De populier op de omslag van in november 2017 verschenen Arbor Vitae sluit goed aan bij de dendrologendag van afgelopen 15 september die gewijd was aan het geslacht Populus. Het belang van P. tremuloides, de Amerikaanse ratelpopulier, in het in ons land gekweekte sortiment is klein. Maar wie het kleine niet eert …

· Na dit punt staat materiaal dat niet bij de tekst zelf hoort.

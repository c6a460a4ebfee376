mod support;

use bytes::Bytes;
use dms_engine::command::{
    AttachmentSource, GetDocument, GetView, PostAttachmentForm, PutAttachment, PutDocument,
    SearchQuery,
};
use dms_engine::net::Direction;
use dms_engine::remoting::{channel, Event, Remoting};
use dms_engine::storage::{FileSystem, LocalFileSystem};
use dms_engine::transaction::{drive, DownloadUsers, SearchResources, UploadResource};
use dms_engine::version::{InMemoryVersionAuthority, VersionAuthority};
use dms_engine::Error;
use serde_json::json;
use std::sync::Arc;
use support::{attachment_ok, fast_connection, put_ok, Reply, ScriptedServer};

#[tokio::test]
async fn test_put_document_round_trip() -> anyhow::Result<()> {
    let server = ScriptedServer::start(vec![Reply::Echo(put_ok)]).await;
    let document = json!({"title": "Quarterly plan", "tags": ["finance"]});
    let command = PutDocument::new(server.database("documents"), "doc-1", &document)?;

    let reply = Remoting::new(fast_connection()).call(&command, |_| {}).await?;
    assert!(reply.ok);
    assert_eq!(reply.id, "doc-1");
    assert_eq!(reply.rev, "1-aaa");

    let requests = server.requests();
    assert_eq!(requests.len(), 1);
    assert_eq!(requests[0].method(), "PUT");
    assert_eq!(requests[0].target(), "/documents/doc-1");
    assert_eq!(requests[0].header("content-type"), Some("application/json"));
    assert_eq!(
        requests[0].header("host"),
        Some(format!("127.0.0.1:{}", server.port()).as_str())
    );
    assert_eq!(requests[0].json(), document);
    Ok(())
}

#[tokio::test]
async fn test_get_document_round_trip() -> anyhow::Result<()> {
    let server = ScriptedServer::start(vec![Reply::Json(
        200,
        json!({"_id": "doc-2", "_rev": "3-ccc", "title": "Minutes"}),
    )])
    .await;
    let command = GetDocument::new(server.database("documents"), "doc-2")?;

    let reply = Remoting::new(fast_connection()).call(&command, |_| {}).await?;
    assert_eq!(reply.id, "doc-2");
    assert_eq!(reply.rev, "3-ccc");
    assert_eq!(reply.document["title"], "Minutes");

    let requests = server.requests();
    assert_eq!(requests[0].method(), "GET");
    assert_eq!(requests[0].target(), "/documents/doc-2");
    assert_eq!(requests[0].header("accept"), Some("application/json"));
    Ok(())
}

#[tokio::test]
async fn test_notification_sequence_ends_with_one_complete() -> anyhow::Result<()> {
    let server = ScriptedServer::start(vec![Reply::Echo(attachment_ok)]).await;
    let data = Bytes::from(vec![7u8; 200_000]);
    let command = PutAttachment::new(
        server.database("documents"),
        "doc-3",
        "data",
        AttachmentSource::Bytes(data),
        200_000,
    )?
    .with_rev("1-aaa");

    let (sink, stream) = channel();
    let (_, events) = tokio::join!(
        Remoting::new(fast_connection()).run(&command, sink),
        stream.collect()
    );

    let (last, progress) = events.split_last().unwrap();
    assert_eq!(last.kind(), "complete");
    assert!(progress.iter().all(|e| !e.is_terminal()));
    let sent: usize = progress
        .iter()
        .filter_map(|e| match e {
            Event::Progress(p) if p.direction == Direction::Send => Some(p.bytes),
            _ => None,
        })
        .sum();
    assert_eq!(sent, 200_000);

    let requests = server.requests();
    assert_eq!(requests[0].target(), "/documents/doc-3/data?rev=1-aaa");
    assert_eq!(requests[0].body.len(), 200_000);
    Ok(())
}

#[tokio::test]
async fn test_form_upload_streams_file_part() -> anyhow::Result<()> {
    let temp = tempfile::TempDir::new()?;
    std::fs::write(temp.path().join("scan.pdf"), vec![5u8; 150_000])?;
    let fs: Arc<dyn FileSystem> = Arc::new(LocalFileSystem::new(temp.path()));

    let server = ScriptedServer::start(vec![Reply::Echo(put_ok)]).await;
    let command = PostAttachmentForm::new(
        server.database("documents"),
        "doc-10",
        "1-aaa",
        fs,
        "scan.pdf",
        150_000,
    )?;

    let reply = Remoting::new(fast_connection()).call(&command, |_| {}).await?;
    assert_eq!(reply.id, "doc-10");

    let requests = server.requests();
    assert_eq!(requests[0].method(), "POST");
    assert_eq!(requests[0].target(), "/documents/doc-10");
    assert!(requests[0]
        .header("content-type")
        .is_some_and(|v| v.starts_with("multipart/form-data; boundary=")));
    assert_eq!(requests[0].declared_length, requests[0].body.len());
    assert!(requests[0].body.len() > 150_000);
    Ok(())
}

#[tokio::test]
async fn test_dropped_connection_is_error_not_timeout() -> anyhow::Result<()> {
    let server = ScriptedServer::start(vec![Reply::DropAfter(64 * 1024)]).await;
    let command = PutAttachment::new(
        server.database("documents"),
        "doc-4",
        "data",
        AttachmentSource::Bytes(Bytes::from(vec![1u8; 4 * 1024 * 1024])),
        4 * 1024 * 1024,
    )?;

    let (sink, stream) = channel();
    let (_, events) = tokio::join!(
        Remoting::new(fast_connection()).run(&command, sink),
        stream.collect()
    );

    let last = events.last().unwrap();
    match last {
        Event::Error { cause, .. } => assert!(cause.is_transport(), "{}", cause),
        other => panic!("expected error, got {}", other.kind()),
    }
    assert_eq!(events.iter().filter(|e| e.is_terminal()).count(), 1);
    Ok(())
}

#[tokio::test]
async fn test_stalled_server_is_timeout() -> anyhow::Result<()> {
    let server = ScriptedServer::start(vec![Reply::Stall]).await;
    let command = GetDocument::new(server.database("documents"), "doc-5")?;

    let (sink, stream) = channel();
    let (_, events) = tokio::join!(
        Remoting::new(fast_connection()).run(&command, sink),
        stream.collect()
    );

    assert_eq!(events.len(), 1);
    assert_eq!(events[0].kind(), "timeout");
    Ok(())
}

#[tokio::test]
async fn test_malformed_status_line_is_protocol_error() -> anyhow::Result<()> {
    let server =
        ScriptedServer::start(vec![Reply::Raw(b"HTTP/1.1 two-hundred OK\r\n\r\n".to_vec())]).await;
    let command = GetDocument::new(server.database("documents"), "doc-6")?;

    let err = Remoting::new(fast_connection())
        .call(&command, |_| {})
        .await
        .unwrap_err();
    assert!(matches!(err, Error::Protocol(_)), "{}", err);
    Ok(())
}

#[tokio::test]
async fn test_conflict_is_reply_construction_error() -> anyhow::Result<()> {
    let server = ScriptedServer::start(vec![Reply::Json(
        409,
        json!({"error": "conflict", "reason": "Document update conflict."}),
    )])
    .await;
    let command = PutDocument::new(server.database("documents"), "doc-7", &json!({}))?;

    let err = Remoting::new(fast_connection())
        .call(&command, |_| {})
        .await
        .unwrap_err();
    assert!(matches!(err, Error::ReplyConstruction(_)));
    assert!(err.to_string().contains("Document update conflict."));
    Ok(())
}

#[tokio::test]
async fn test_second_command_waits_for_first_complete() -> anyhow::Result<()> {
    let server =
        ScriptedServer::start(vec![Reply::Echo(put_ok), Reply::Echo(attachment_ok)]).await;
    let task = UploadResource::new(
        server.database("documents"),
        fast_connection(),
        "doc-8",
        &json!({"title": "Scan"}),
        AttachmentSource::Bytes(Bytes::from_static(b"%PDF-1.4")),
        8,
        "application/pdf",
    )?;

    let mut steps = Vec::new();
    let receipt = drive(task, |p| steps.push(p.step)).await?;
    assert_eq!(receipt.document_rev, "1-aaa");
    assert_eq!(receipt.rev, "2-bbb");

    // The attachment write carries the revision the first reply returned
    let requests = server.requests();
    assert_eq!(requests.len(), 2);
    assert_eq!(requests[0].target(), "/documents/doc-8");
    assert_eq!(requests[1].target(), "/documents/doc-8/data?rev=1-aaa");
    assert_eq!(requests[1].header("content-type"), Some("application/pdf"));

    assert!(steps.windows(2).all(|w| w[0] <= w[1]));
    assert_eq!(steps.last(), Some(&UploadResource::DATA_STEP));
    Ok(())
}

#[tokio::test]
async fn test_failed_first_step_skips_second() -> anyhow::Result<()> {
    let server = ScriptedServer::start(vec![
        Reply::Json(409, json!({"error": "conflict"})),
        Reply::Echo(attachment_ok),
    ])
    .await;
    let task = UploadResource::new(
        server.database("documents"),
        fast_connection(),
        "doc-9",
        &json!({}),
        AttachmentSource::Bytes(Bytes::from_static(b"abc")),
        3,
        "text/plain",
    )?;

    assert!(drive(task, |_| {}).await.is_err());
    assert_eq!(server.requests().len(), 1);
    Ok(())
}

#[tokio::test]
async fn test_failed_data_step_removes_metadata_document() -> anyhow::Result<()> {
    let server = ScriptedServer::start(vec![
        Reply::Echo(put_ok),
        Reply::Json(500, json!({"error": "disk_full"})),
        Reply::Echo(put_ok),
    ])
    .await;
    let task = UploadResource::new(
        server.database("documents"),
        fast_connection(),
        "doc-11",
        &json!({"title": "Draft"}),
        AttachmentSource::Bytes(Bytes::from_static(b"abc")),
        3,
        "text/plain",
    )?;

    let err = drive(task, |_| {}).await.unwrap_err();
    assert!(matches!(err, Error::ReplyConstruction(_)));
    assert!(err.to_string().contains("disk_full"));

    let requests = server.requests();
    assert_eq!(requests.len(), 3);
    assert_eq!(requests[2].method(), "DELETE");
    assert_eq!(requests[2].target(), "/documents/doc-11?rev=1-aaa");
    Ok(())
}

#[tokio::test]
async fn test_download_users_maps_rows() -> anyhow::Result<()> {
    let server = ScriptedServer::start(vec![Reply::Json(
        200,
        json!({
            "total_rows": 2,
            "offset": 0,
            "rows": [
                {"id": "u1", "key": "ada", "value": {"username": "ada", "firstname": "Ada", "groups": ["admin"], "superuser": true}},
                {"id": "u2", "key": "bob", "value": {"username": "bob", "lastname": "Stone"}}
            ]
        }),
    )])
    .await;

    let users = drive(
        DownloadUsers::new(server.database("users"), fast_connection()),
        |_| {},
    )
    .await?;

    assert_eq!(users.len(), 2);
    assert_eq!(users[0].id, "u1");
    assert_eq!(users[0].first_name, "Ada");
    assert!(users[0].superuser);
    assert_eq!(users[1].last_name, "Stone");
    assert!(server.requests()[0]
        .target()
        .starts_with("/users/_design/users/_view/GetAll"));
    Ok(())
}

#[tokio::test]
async fn test_view_params_are_json_encoded() -> anyhow::Result<()> {
    let server = ScriptedServer::start(vec![Reply::Json(
        200,
        json!({"total_rows": 0, "offset": 0, "rows": []}),
    )])
    .await;
    let view = GetView::new(server.database("documents"), "resources", "by_title")?
        .with_param("key", &json!("Plan"))?;

    let reply = Remoting::new(fast_connection()).call(&view, |_| {}).await?;
    assert!(reply.rows.is_empty());
    assert!(server.requests()[0].target().contains("key=%22Plan%22"));
    Ok(())
}

#[tokio::test]
async fn test_search_keeps_current_versions_only() -> anyhow::Result<()> {
    let versions = Arc::new(InMemoryVersionAuthority::new());
    let first = versions.create_new_version(None).await?;
    let second = versions.create_new_version(Some(first.resource)).await?;

    let server = ScriptedServer::start(vec![Reply::Json(
        200,
        json!({
            "total_rows": 3,
            "rows": [
                {"id": first.id.to_string(), "score": 2.0},
                {"id": second.id.to_string(), "score": 1.5},
                {"id": "_design/search", "score": 0.1}
            ]
        }),
    )])
    .await;

    let query = SearchQuery::new().text("title", "plan");
    let task = SearchResources::new(
        server.database("documents"),
        fast_connection(),
        query,
        versions,
    )?;
    let rows = drive(task, |_| {}).await?;

    assert_eq!(rows.len(), 1);
    assert_eq!(rows[0].id, second.id.to_string());
    assert!(server.requests()[0]
        .target()
        .starts_with("/documents/_fti/_design/search/by_all?q=title%3Aplan"));
    Ok(())
}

Met uitzondering van het zuidoosten komt P. tremuloides in alle staten van Noord-Amerika voor. Zuidelijker reikt het areaal nog tot centraal Mexico. Ze is aan te treffen in koude en gematigde klimaten en van zeeniveau tot hoog in de gebergten. Vooral in de noordelijke helft van Noord-Amerika is ze zeer algemeen. Een bijzondere eigenschap is dat zaadproductie vaak ontbreekt en dat wortelopslag leidt tot grote groepen bomen van eenzelfde kloon. Deze klonen kunnen onderling duidelijk verschillen. Vooral in het westelijke verspreidingsgebied kunnen ze een fantastische herfstkleur vertonen, wat zelfs geleid heeft tot het onderscheiden van een var. aurea. De verschillen tussen de diverse klonen rechtvaardigen niet het eventueel onderscheiden van ondersoorten en variëteiten. De soort is in Noord-Amerika bekend onder een groot aantal namen, waaronder quaking aspen, trembling aspen, American aspen, trembling poplar en white poplar.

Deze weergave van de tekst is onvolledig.